Son yıllarda küresel ısınmanın iklim üzerindeki etkileri dünyanın farklı bölgelerinde belirgin ve ciddi bir şekilde yaşanmış ve yaşanmaya da devam etmektedir. 2005 yılının Ağustos ayında

Amerika Birleşik Devletleri'nin Louisiana eyaletine bağlı olan New Orleans şehrinde yaşanan Katrina faciası geride 1,800'den fazla ölü ve 80 milyar doları aşan maddi hasar bırakmıştır. Üzerinden iki yıl geçmiş olmasına rağmen şehrin büyük bir bölümü bugün bile halen yaşanmayacak durumdadır. 2004 yılının Aralık ayında Hint Okyanusunda meydana gelen depremin yol açtığı büyük tsunamiyi unutmak mümkün değildir.
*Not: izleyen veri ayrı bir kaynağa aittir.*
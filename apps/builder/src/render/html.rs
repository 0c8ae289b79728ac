//! HTML markup for a [`RenderedResume`], used by the live and gallery previews.

use std::fmt::Write;

use quick_xml::escape::escape;

use crate::render::model::{
    Block, Entry, Header, HeaderAlign, Region, RegionRole, RenderedResume, SectionBlock, Span,
    SpanStyle,
};

/// A4 at 96 dpi.
const PAGE_WIDTH_PX: u32 = 794;
const PAGE_MIN_HEIGHT_PX: u32 = 1123;

pub fn to_html(resume: &RenderedResume) -> String {
    let mut out = String::with_capacity(8 * 1024);
    let color = escape(resume.theme_color.as_str());
    let _ = write!(
        out,
        "<!DOCTYPE html><html><head><meta charset=\"utf-8\"><title>{}</title>\
         <style>body{{margin:0;font-family:Helvetica,Arial,sans-serif;color:#1f2937}}\
         .page{{width:{PAGE_WIDTH_PX}px;min-height:{PAGE_MIN_HEIGHT_PX}px;margin:0 auto;box-sizing:border-box;padding:32px}}\
         .regions{{display:flex;gap:20px}}\
         h1{{margin:0;color:{color}}} h2{{color:{color};border-bottom:1px solid {color};font-size:14px;margin:14px 0 6px}}\
         .entry{{break-inside:avoid;margin-bottom:8px}} .entry-head{{display:flex;justify-content:space-between}}\
         .muted{{color:#6b7280}} ul{{margin:4px 0;padding-left:18px}} p{{margin:2px 0}}</style></head><body>",
        escape(resume.title.as_str()),
    );
    let _ = write!(
        out,
        "<div class=\"page\" data-template=\"{}\">",
        resume.template.name()
    );
    write_header(&mut out, &resume.header);
    out.push_str("<div class=\"regions\">");
    for region in &resume.regions {
        write_region(&mut out, region);
    }
    out.push_str("</div></div></body></html>");
    out
}

fn write_header(out: &mut String, header: &Header) {
    let align = match header.align {
        HeaderAlign::Center => "center",
        HeaderAlign::Left => "left",
    };
    let _ = write!(
        out,
        "<header style=\"text-align:{align}\"><h1>{}</h1>",
        escape(header.name.as_str())
    );
    if let Some(headline) = &header.headline {
        let _ = write!(out, "<div class=\"headline\">{}</div>", escape(headline.as_str()));
    }
    if !header.contact.is_empty() {
        out.push_str("<div class=\"contact\">");
        for (i, span) in header.contact.iter().enumerate() {
            if i > 0 {
                out.push_str(" | ");
            }
            write_span(out, span);
        }
        out.push_str("</div>");
    }
    out.push_str("</header>");
}

fn write_region(out: &mut String, region: &Region) {
    let role = match region.role {
        RegionRole::Main => "main",
        RegionRole::Sidebar => "sidebar",
    };
    let _ = write!(
        out,
        "<div class=\"region {role}\" style=\"flex:0 0 {:.1}%\">",
        region.width * 100.0
    );
    for section in &region.sections {
        write_section(out, section);
    }
    out.push_str("</div>");
}

fn write_section(out: &mut String, section: &SectionBlock) {
    let _ = write!(
        out,
        "<section id=\"{}\"><h2>{}</h2>",
        section.id.as_str(),
        escape(section.heading.as_str())
    );
    for block in &section.blocks {
        write_block(out, block);
    }
    out.push_str("</section>");
}

fn write_block(out: &mut String, block: &Block) {
    match block {
        Block::Paragraph { spans } => {
            out.push_str("<p>");
            write_spans(out, spans);
            out.push_str("</p>");
        }
        Block::Bullets { items } => write_list(out, items),
        Block::Inline { items, separator } => {
            let joined = items.join(separator);
            let _ = write!(out, "<p>{}</p>", escape(joined.as_str()));
        }
        Block::Entry(entry) => write_entry(out, entry),
    }
}

fn write_entry(out: &mut String, entry: &Entry) {
    out.push_str("<div class=\"entry\"><div class=\"entry-head\"><div>");
    write_spans(out, &entry.title);
    out.push_str("</div>");
    if let Some(aside) = &entry.aside {
        let _ = write!(out, "<div class=\"muted\">{}</div>", escape(aside.as_str()));
    }
    out.push_str("</div>");
    if !entry.subtitle.is_empty() {
        out.push_str("<div>");
        write_spans(out, &entry.subtitle);
        out.push_str("</div>");
    }
    write_list(out, &entry.bullets);
    out.push_str("</div>");
}

fn write_list(out: &mut String, items: &[String]) {
    if items.is_empty() {
        return;
    }
    out.push_str("<ul>");
    for item in items {
        let _ = write!(out, "<li>{}</li>", escape(item.as_str()));
    }
    out.push_str("</ul>");
}

fn write_spans(out: &mut String, spans: &[Span]) {
    for span in spans {
        write_span(out, span);
    }
}

fn write_span(out: &mut String, span: &Span) {
    let text = escape(span.text.as_str());
    let styled = match span.style {
        SpanStyle::Plain => text.into_owned(),
        SpanStyle::Strong => format!("<strong>{text}</strong>"),
        SpanStyle::Emphasis => format!("<em>{text}</em>"),
        SpanStyle::Muted => format!("<span class=\"muted\">{text}</span>"),
    };
    match &span.href {
        Some(href) => {
            let _ = write!(out, "<a href=\"{}\">{styled}</a>", escape(href.as_str()));
        }
        None => out.push_str(&styled),
    }
}

#[cfg(test)]
mod tests {
    use super::*;
    use crate::layout::{LayoutConfig, TemplateKind};
    use crate::models::section::SectionId;
    use crate::render::{render_document, sample::sample_resume, RenderOptions};

    #[test]
    fn test_markup_escapes_user_text() {
        let mut doc = sample_resume();
        doc.summary = Some("Ships <fast> & safe".into());
        let html = to_html(&render_document(&doc, &LayoutConfig::default(), &RenderOptions::default()));
        assert!(html.contains("Ships &lt;fast&gt; &amp; safe"));
        assert!(!html.contains("<fast>"));
    }

    #[test]
    fn test_sections_and_theme_present() {
        let mut doc = sample_resume();
        doc.template_name = TemplateKind::Lexington.name().into();
        doc.theme_color = "#123456".into();
        let html = to_html(&render_document(&doc, &LayoutConfig::default(), &RenderOptions::default()));
        assert!(html.contains("data-template=\"LexingtonResumeTemplate\""));
        assert!(html.contains(&format!("<section id=\"{}\">", SectionId::Experience.as_str())));
        assert!(html.contains("#123456"));
        assert!(html.contains("class=\"region sidebar\""));
    }
}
Tsunami, Endonezya'nın Sumatra şehrinde başlamış ve daha sonra da dört farklı ülkeyi etkisi altına alarak geride çok büyük maddi hasarın yanında 225.000'i aşkın can kaybı bırakmıştır.

Anahtar Kelimeler: Dünya su kaynakları, küresel ısınma, su yönetimi, Türkiye.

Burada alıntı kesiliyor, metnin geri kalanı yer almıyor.